**SOURCE RECORDS:**

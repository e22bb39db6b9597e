//! Closed-form kinematics per wrist topology.
//!
//! Each topology is a [`KinematicSolver`] strategy: it owns its DH twist and
//! offset table, its branch decoding rules, its forward chain and its inverse
//! solution. The solvers are stateless; geometry is passed in on every call.

use std::f64::consts::{PI, TAU};
use std::fmt;

use crate::configuration::{BranchSelection, BranchSelector};
use crate::errors::Diagnostic;
use crate::robot_config::{LinkGeometry, Topology};
use crate::transform::Transform;

mod offset;
mod spherical;

pub use offset::OffsetWrist;
pub use spherical::SphericalWrist;

/// Joint angles in radians, joint 1 first.
pub type Joints = [f64; 6];

/// Result of an inverse solve: best-effort angles plus whatever went wrong.
#[derive(Debug, Clone, PartialEq)]
pub struct IkOutcome {
    pub joints: Joints,
    pub diagnostics: Vec<Diagnostic>,
}

pub trait KinematicSolver: fmt::Debug + Send + Sync {
    fn topology(&self) -> Topology;

    /// Frames of joints 1..6 relative to the arm base.
    fn forward(&self, geometry: &LinkGeometry, joints: &Joints) -> [Transform; 6];

    /// Joint angles placing the flange (frame 6) at `flange`, given in base
    /// coordinates. Never fails; infeasible geometry is reported in the outcome.
    fn inverse(&self, geometry: &LinkGeometry, flange: &Transform, branch: BranchSelection) -> IkOutcome;

    fn decode(&self, selector: BranchSelector) -> BranchSelection {
        BranchSelection::decode(selector, self.topology())
    }

    /// Flange pose for `joints`, i.e. the last forward frame.
    fn flange(&self, geometry: &LinkGeometry, joints: &Joints) -> Transform {
        self.forward(geometry, joints)[5]
    }
}

impl Topology {
    pub fn solver(&self) -> &'static dyn KinematicSolver {
        match self {
            Topology::SphericalWrist => &SphericalWrist,
            Topology::OffsetWrist => &OffsetWrist,
        }
    }
}

/// Chains DH link transforms, returning every intermediate frame.
pub(crate) fn dh_chain(
    geometry: &LinkGeometry,
    alpha: &[f64; 6],
    theta: &[f64; 6],
) -> [Transform; 6] {
    let mut frames = [Transform::identity(); 6];
    let mut current = Transform::identity();

    for i in 0..6 {
        let link = Transform::from_dh(geometry.a(i), alpha[i], theta[i], geometry.d(i));
        current = current.compose(&link);
        frames[i] = current;
    }

    frames
}

/// Wraps an angle into (-π, π].
pub fn normalize_angle(angle: f64) -> f64 {
    let wrapped = angle.rem_euclid(TAU);
    if wrapped > PI {
        wrapped - TAU
    } else {
        wrapped
    }
}

/// Shifts a negative angle up by one turn, after reducing it below one turn.
pub fn wrap_positive(angle: f64) -> f64 {
    let reduced = angle % TAU;
    if reduced >= 0.0 {
        return reduced;
    }
    // A tiny negative remainder rounds up to exactly one turn
    let shifted = reduced + TAU;
    if shifted < TAU {
        shifted
    } else {
        0.0
    }
}

// Rounding slack on acos arguments; exact stretch-out and aligned poses land here
const ACOS_SLACK: f64 = 1e-9;

/// acos of `x` when `x` is inside [-1, 1] up to rounding, `None` otherwise
/// (NaN included).
pub(crate) fn checked_acos(x: f64) -> Option<f64> {
    if (-1.0 - ACOS_SLACK..=1.0 + ACOS_SLACK).contains(&x) {
        Some(x.clamp(-1.0, 1.0).acos())
    } else {
        None
    }
}

/// Smallest distance between two angles, modulo a full turn.
pub fn angular_distance(a: f64, b: f64) -> f64 {
    let diff = (a - b).rem_euclid(TAU);
    diff.min(TAU - diff)
}
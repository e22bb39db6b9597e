//! Closed-form forward and inverse kinematics for six-axis arms.
//!
//! Two wrist families are supported: spherical wrists (axes 4, 5 and 6 meet in
//! one point) and UR-style offset wrists. Pick one through [`Topology`] in an
//! [`ArmConfig`], then solve joint or Cartesian [`Target`]s with an [`Arm`].
//! Solving never fails; problems come back as [`Diagnostic`]s on the solution.

pub mod configuration;
pub use configuration::{BranchSelection, BranchSelector};

pub mod errors;
pub use errors::*;

pub mod kinematics;
pub use kinematics::{normalize_angle, IkOutcome, Joints, KinematicSolver, OffsetWrist, SphericalWrist};

pub mod robot_config;
pub use robot_config::{ArmConfig, JointRange, LinkGeometry, Topology};

pub mod solution;
pub use solution::{Arm, CartesianTarget, KinematicSolution, SolutionAssembler, Target};

pub mod transform;
pub use transform::Transform;
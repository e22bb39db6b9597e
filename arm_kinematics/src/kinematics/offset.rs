// Offset wrist arms (Universal Robots style).
//
// Standard DH parameters, with a/d taken from the geometry:
// Link | α      | θ
// -----|--------|----
// L1   | +90°   | J1
// L2   | 0      | J2
// L3   | 0      | J3
// L4   | +90°   | J4
// L5   | -90°   | J5
// L6   | 0      | J6
//
// Joints 2, 3 and 4 share one axis direction, so the arm is planar once J1 is
// known. The wrist is not spherical: d4, d5 and d6 keep axes 4, 5 and 6 apart.
//
// Angle convention: J1, J2, J4 and J6 come back in [0, 2π). J3 is the signed
// elbow angle and J5 is either the principal angle or its explement.

use std::f64::consts::{FRAC_PI_2, PI, TAU};

use tracing::trace;

use super::{checked_acos, dh_chain, wrap_positive, IkOutcome, Joints, KinematicSolver};
use crate::configuration::BranchSelection;
use crate::errors::{Diagnostic, SingularityKind};
use crate::robot_config::{LinkGeometry, Topology};
use crate::transform::Transform;

const ALPHA: [f64; 6] = [FRAC_PI_2, 0.0, 0.0, FRAC_PI_2, -FRAC_PI_2, 0.0];

/// |sin J5| below this leaves J6 undetermined.
pub const WRIST_SINGULARITY_TOLERANCE: f64 = 1e-4;

#[derive(Debug, Clone, Copy, Default)]
pub struct OffsetWrist;

impl OffsetWrist {
    fn link(geometry: &LinkGeometry, index: usize, theta: f64) -> Transform {
        Transform::from_dh(geometry.a(index), ALPHA[index], theta, geometry.d(index))
    }
}

impl KinematicSolver for OffsetWrist {
    fn topology(&self) -> Topology {
        Topology::OffsetWrist
    }

    fn forward(&self, geometry: &LinkGeometry, joints: &Joints) -> [Transform; 6] {
        dh_chain(geometry, &ALPHA, joints)
    }

    fn inverse(&self, geometry: &LinkGeometry, flange: &Transform, branch: BranchSelection) -> IkOutcome {
        let mut diagnostics = Vec::new();
        let a = geometry.lengths();
        let d = geometry.offsets();

        let p = flange.translation();
        let rotation = flange.rotation();

        // Joint 1: frame 5 origin sits d4 off the plane of the arm
        let p5 = p - d[5] * flange.z_axis();
        let psi = p5.y.atan2(p5.x);
        let phi = match checked_acos(d[3] / p5.x.hypot(p5.y)) {
            Some(phi) => phi,
            None => {
                diagnostics.push(Diagnostic::Singularity { joint: 1, kind: SingularityKind::Overhead });
                0.0
            }
        };
        let q1 = if branch.shoulder {
            psi + FRAC_PI_2 + phi
        } else {
            psi + FRAC_PI_2 - phi
        };
        let (s1, c1) = q1.sin_cos();

        // Joint 5: flange height along the joint 1 normal
        let principal = match checked_acos((p.x * s1 - p.y * c1 - d[3]) / d[5]) {
            Some(angle) => angle,
            None => {
                diagnostics.push(Diagnostic::Singularity { joint: 5, kind: SingularityKind::Overhead });
                diagnostics.push(Diagnostic::Unreachable { joint: 5 });
                PI
            }
        };
        let q5 = if branch.wrist { principal } else { TAU - principal };
        let s5 = q5.sin();

        // Joint 6: flange X and Y axes projected on the joint 1 normal
        if s5.abs() < WRIST_SINGULARITY_TOLERANCE {
            diagnostics.push(Diagnostic::Singularity { joint: 5, kind: SingularityKind::Wrist });
        }
        let sign = if s5 < 0.0 { -1.0 } else { 1.0 };
        let (nx, ny) = (rotation[(0, 0)], rotation[(1, 0)]);
        let (ox, oy) = (rotation[(0, 1)], rotation[(1, 1)]);
        let q6 = (sign * (-ox * s1 + oy * c1)).atan2(sign * (nx * s1 - ny * c1));

        // Joint 3: strip links 1, 5 and 6 to get the planar part T14
        let t14 = Self::link(geometry, 0, q1)
            .inverse()
            .compose(flange)
            .compose(&Self::link(geometry, 5, q6).inverse())
            .compose(&Self::link(geometry, 4, q5).inverse());
        let p13 = t14.translation() - d[3] * t14.y_axis();

        let cos3 = (p13.x * p13.x + p13.y * p13.y - a[1] * a[1] - a[2] * a[2]) / (2.0 * a[1] * a[2]);
        let elbow = match checked_acos(cos3) {
            Some(angle) => angle,
            None => {
                diagnostics.push(Diagnostic::Unreachable { joint: 3 });
                0.0
            }
        };
        let q3 = if branch.elbow { -elbow } else { elbow };

        // Joint 2: rotate the elbow triangle onto p13
        let (s3, c3) = q3.sin_cos();
        let k1 = a[1] + a[2] * c3;
        let k2 = a[2] * s3;
        let q2 = (k1 * p13.y - k2 * p13.x).atan2(k1 * p13.x + k2 * p13.y);

        // Joint 4: whatever is left of the planar rotation
        let planar = t14.matrix()[(1, 0)].atan2(t14.matrix()[(0, 0)]);
        let q4 = planar - q2 - q3;

        trace!(q1, q5, cos3, "offset wrist joint solve");

        let joints = [wrap_positive(q1), wrap_positive(q2), q3, wrap_positive(q4), q5, wrap_positive(q6)];
        IkOutcome { joints, diagnostics }
    }
}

**WORK REQUEST:**
Please work out how many lines of the data include the string "diff" and reply with the number alone.

**EXERCISE SOLUTION:**
2